Hydrogen peroxide (H₂O₂) is a proposed endothelium-derived hyperpolarizing factor and metabolic vasodilator of the coronary circulation, but its mechanisms of action on vascular smooth muscle remain unclear. Voltage-dependent K⁺ (KV) channels sensitive to 4-aminopyridine (4-AP) contain redox-sensitive thiol groups and may mediate coronary vasodilation to H₂O₂. This hypothesis was tested by studying the effect of H₂O₂ on coronary blood flow, isometric tension of arteries, and arteriolar diameter in the presence of K ⁺ channel antagonists.

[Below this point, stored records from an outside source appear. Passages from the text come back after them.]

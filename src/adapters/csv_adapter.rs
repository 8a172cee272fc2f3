//! CSV file data adapter.
//!
//! One file per series, named `{SYMBOL}_{TIMEFRAME}.csv`, with header
//! `timestamp,open,high,low,close,volume,r1,r2`.

use crate::domain::candle::{Candle, parse_timestamp};
use crate::domain::error::FlatlandError;
use crate::ports::data_port::{DataPort, in_range};
use chrono::NaiveDateTime;
use serde::Deserialize;
use std::fs;
use std::path::PathBuf;

#[derive(Debug, Deserialize)]
struct CandleRow {
    timestamp: String,
    open: f64,
    high: f64,
    low: f64,
    close: f64,
    #[serde(default)]
    volume: f64,
    r1: f64,
    r2: f64,
}

impl CandleRow {
    fn into_candle(self) -> Result<Candle, FlatlandError> {
        let timestamp =
            parse_timestamp(&self.timestamp).ok_or_else(|| FlatlandError::DataFormat {
                reason: format!("invalid timestamp '{}'", self.timestamp),
            })?;
        Ok(Candle {
            timestamp,
            open: self.open,
            high: self.high,
            low: self.low,
            close: self.close,
            volume: self.volume,
            r1: self.r1,
            r2: self.r2,
        })
    }
}

pub struct CsvAdapter {
    base_path: PathBuf,
}

impl CsvAdapter {
    pub fn new(base_path: PathBuf) -> Self {
        Self { base_path }
    }

    fn csv_path(&self, symbol: &str, timeframe: &str) -> PathBuf {
        self.base_path.join(format!("{}_{}.csv", symbol, timeframe))
    }

    fn read_all(&self, symbol: &str, timeframe: &str) -> Result<Vec<Candle>, FlatlandError> {
        let path = self.csv_path(symbol, timeframe);
        let content = fs::read_to_string(&path).map_err(|e| FlatlandError::Database {
            reason: format!("failed to read {}: {}", path.display(), e),
        })?;

        let mut rdr = csv::ReaderBuilder::new()
            .trim(csv::Trim::All)
            .from_reader(content.as_bytes());

        let mut candles = Vec::new();
        for row in rdr.deserialize::<CandleRow>() {
            let row = row.map_err(|e| FlatlandError::DataFormat {
                reason: format!("{}: {}", path.display(), e),
            })?;
            candles.push(row.into_candle()?);
        }

        candles.sort_by_key(|c| c.timestamp);
        candles.dedup_by_key(|c| c.timestamp);
        Ok(candles)
    }
}

impl DataPort for CsvAdapter {
    fn fetch_candles(
        &self,
        symbol: &str,
        timeframe: &str,
        start: Option<NaiveDateTime>,
        end: Option<NaiveDateTime>,
    ) -> Result<Vec<Candle>, FlatlandError> {
        let mut candles = self.read_all(symbol, timeframe)?;
        candles.retain(|c| in_range(c.timestamp, start, end));
        Ok(candles)
    }

    fn list_symbols(&self, timeframe: &str) -> Result<Vec<String>, FlatlandError> {
        let entries = fs::read_dir(&self.base_path).map_err(|e| FlatlandError::Database {
            reason: format!(
                "failed to read directory {}: {}",
                self.base_path.display(),
                e
            ),
        })?;

        let suffix = format!("_{}.csv", timeframe);
        let mut symbols = Vec::new();

        for entry in entries {
            let entry = entry.map_err(|e| FlatlandError::Database {
                reason: format!("directory entry error: {}", e),
            })?;

            let name = entry.file_name();
            let name = name.to_string_lossy();
            if let Some(symbol) = name.strip_suffix(&suffix) {
                symbols.push(symbol.to_string());
            }
        }

        symbols.sort();
        Ok(symbols)
    }

    fn get_data_range(
        &self,
        symbol: &str,
        timeframe: &str,
    ) -> Result<Option<(NaiveDateTime, NaiveDateTime, usize)>, FlatlandError> {
        if !self.csv_path(symbol, timeframe).exists() {
            return Ok(None);
        }
        let candles = self.read_all(symbol, timeframe)?;
        Ok(match (candles.first(), candles.last()) {
            (Some(first), Some(last)) => Some((first.timestamp, last.timestamp, candles.len())),
            _ => None,
        })
    }
}

#[cfg(test)]
mod tests {
    use super::*;
    use chrono::NaiveDate;
    use tempfile::TempDir;

    const HEADER: &str = "timestamp,open,high,low,close,volume,r1,r2\n";

    fn ts(h: u32, m: u32) -> NaiveDateTime {
        NaiveDate::from_ymd_opt(2024, 1, 15)
            .unwrap()
            .and_hms_opt(h, m, 0)
            .unwrap()
    }

    fn setup_test_data() -> (TempDir, PathBuf) {
        let dir = TempDir::new().unwrap();
        let path = dir.path().to_path_buf();

        // Out of order with one duplicate timestamp.
        let btc = format!(
            "{HEADER}\
            2024-01-15T01:00:00,110.0,120.0,105.0,115.0,55.5,360.0,310.0\n\
            2024-01-15T00:00:00,100.0,110.0,90.0,105.0,50.0,340.0,300.0\n\
            2024-01-15T00:30:00,105.0,115.0,100.0,110.0,60.0,420.0,480.0\n\
            2024-01-15T00:30:00,105.0,115.0,100.0,110.0,60.0,420.0,480.0\n"
        );
        fs::write(path.join("BTC_30m.csv"), btc).unwrap();
        fs::write(path.join("ETH_30m.csv"), HEADER).unwrap();
        fs::write(path.join("BTC_1h.csv"), HEADER).unwrap();
        fs::write(
            path.join("BAD_30m.csv"),
            format!("{HEADER}yesterday,1,2,0.5,1.5,10,1,1\n"),
        )
        .unwrap();

        (dir, path)
    }

    #[test]
    fn fetch_candles_sorted_and_deduplicated() {
        let (_dir, path) = setup_test_data();
        let adapter = CsvAdapter::new(path);

        let candles = adapter.fetch_candles("BTC", "30m", None, None).unwrap();
        assert_eq!(candles.len(), 3);
        assert_eq!(candles[0].timestamp, ts(0, 0));
        assert_eq!(candles[1].timestamp, ts(0, 30));
        assert_eq!(candles[2].timestamp, ts(1, 0));
        assert_eq!(candles[0].open, 100.0);
        assert_eq!(candles[0].high, 110.0);
        assert_eq!(candles[0].low, 90.0);
        assert_eq!(candles[0].close, 105.0);
        assert_eq!(candles[2].volume, 55.5);
        assert_eq!(candles[1].r1, 420.0);
        assert_eq!(candles[1].r2, 480.0);
    }

    #[test]
    fn fetch_candles_filters_by_range() {
        let (_dir, path) = setup_test_data();
        let adapter = CsvAdapter::new(path);

        let candles = adapter
            .fetch_candles("BTC", "30m", Some(ts(0, 30)), Some(ts(0, 30)))
            .unwrap();
        assert_eq!(candles.len(), 1);
        assert_eq!(candles[0].timestamp, ts(0, 30));

        let candles = adapter
            .fetch_candles("BTC", "30m", Some(ts(0, 15)), None)
            .unwrap();
        assert_eq!(candles.len(), 2);
    }

    #[test]
    fn fetch_candles_missing_file_is_error() {
        let (_dir, path) = setup_test_data();
        let adapter = CsvAdapter::new(path);
        let result = adapter.fetch_candles("XYZ", "30m", None, None);
        assert!(matches!(result, Err(FlatlandError::Database { .. })));
    }

    #[test]
    fn fetch_candles_bad_timestamp_is_data_format_error() {
        let (_dir, path) = setup_test_data();
        let adapter = CsvAdapter::new(path);
        let result = adapter.fetch_candles("BAD", "30m", None, None);
        assert!(matches!(result, Err(FlatlandError::DataFormat { .. })));
    }

    #[test]
    fn list_symbols_by_timeframe() {
        let (_dir, path) = setup_test_data();
        let adapter = CsvAdapter::new(path);

        assert_eq!(
            adapter.list_symbols("30m").unwrap(),
            vec!["BAD", "BTC", "ETH"]
        );
        assert_eq!(adapter.list_symbols("1h").unwrap(), vec!["BTC"]);
    }

    #[test]
    fn data_range() {
        let (_dir, path) = setup_test_data();
        let adapter = CsvAdapter::new(path);

        let (min, max, count) = adapter.get_data_range("BTC", "30m").unwrap().unwrap();
        assert_eq!(min, ts(0, 0));
        assert_eq!(max, ts(1, 0));
        assert_eq!(count, 3);

        assert!(adapter.get_data_range("ETH", "30m").unwrap().is_none());
        assert!(adapter.get_data_range("XYZ", "30m").unwrap().is_none());
    }
}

Infusing H₂O₂ into the left anterior descending artery of anesthetized dogs increased coronary blood flow in a dose-dependent manner. H₂O₂ relaxed left circumflex rings contracted with 1 μM U46619, a thromboxane A₂ mimetic, and dilated coronary arterioles pressurized to 60 cmH₂O. Denuding the endothelium of coronary arteries and arterioles did not affect the ability of H₂O₂ to cause vasodilation, suggesting a direct smooth muscle mechanism. Arterial and arteriolar relaxation by H ₂O₂ was reversed by 1 mM dithiothreitol, a thiol reductant. H₂O₂-induced relaxation was abolished in rings contracted with 60 mM K⁺ and by 10 mM tetraethylammonium, a nonselective inhibitor of K⁺ channels, and 3 mM 4-AP. Dilation of arterioles by H₂O₂ was antagonized by 0.3 mM 4-AP but not 100 nM iberiotoxin, an inhibitor of Ca²⁺-activated K⁺ channels. H₂O₂-induced increases in coronary blood flow were abolished by 3 mM 4-AP. Our data indicate H₂O₂ increases coronary blood flow by acting directly on vascular smooth muscle. Furthermore, we suggest 4-AP-sensitive K⁺ channels, or regulating proteins, serve as redox-sensitive elements controlling coronary blood flow.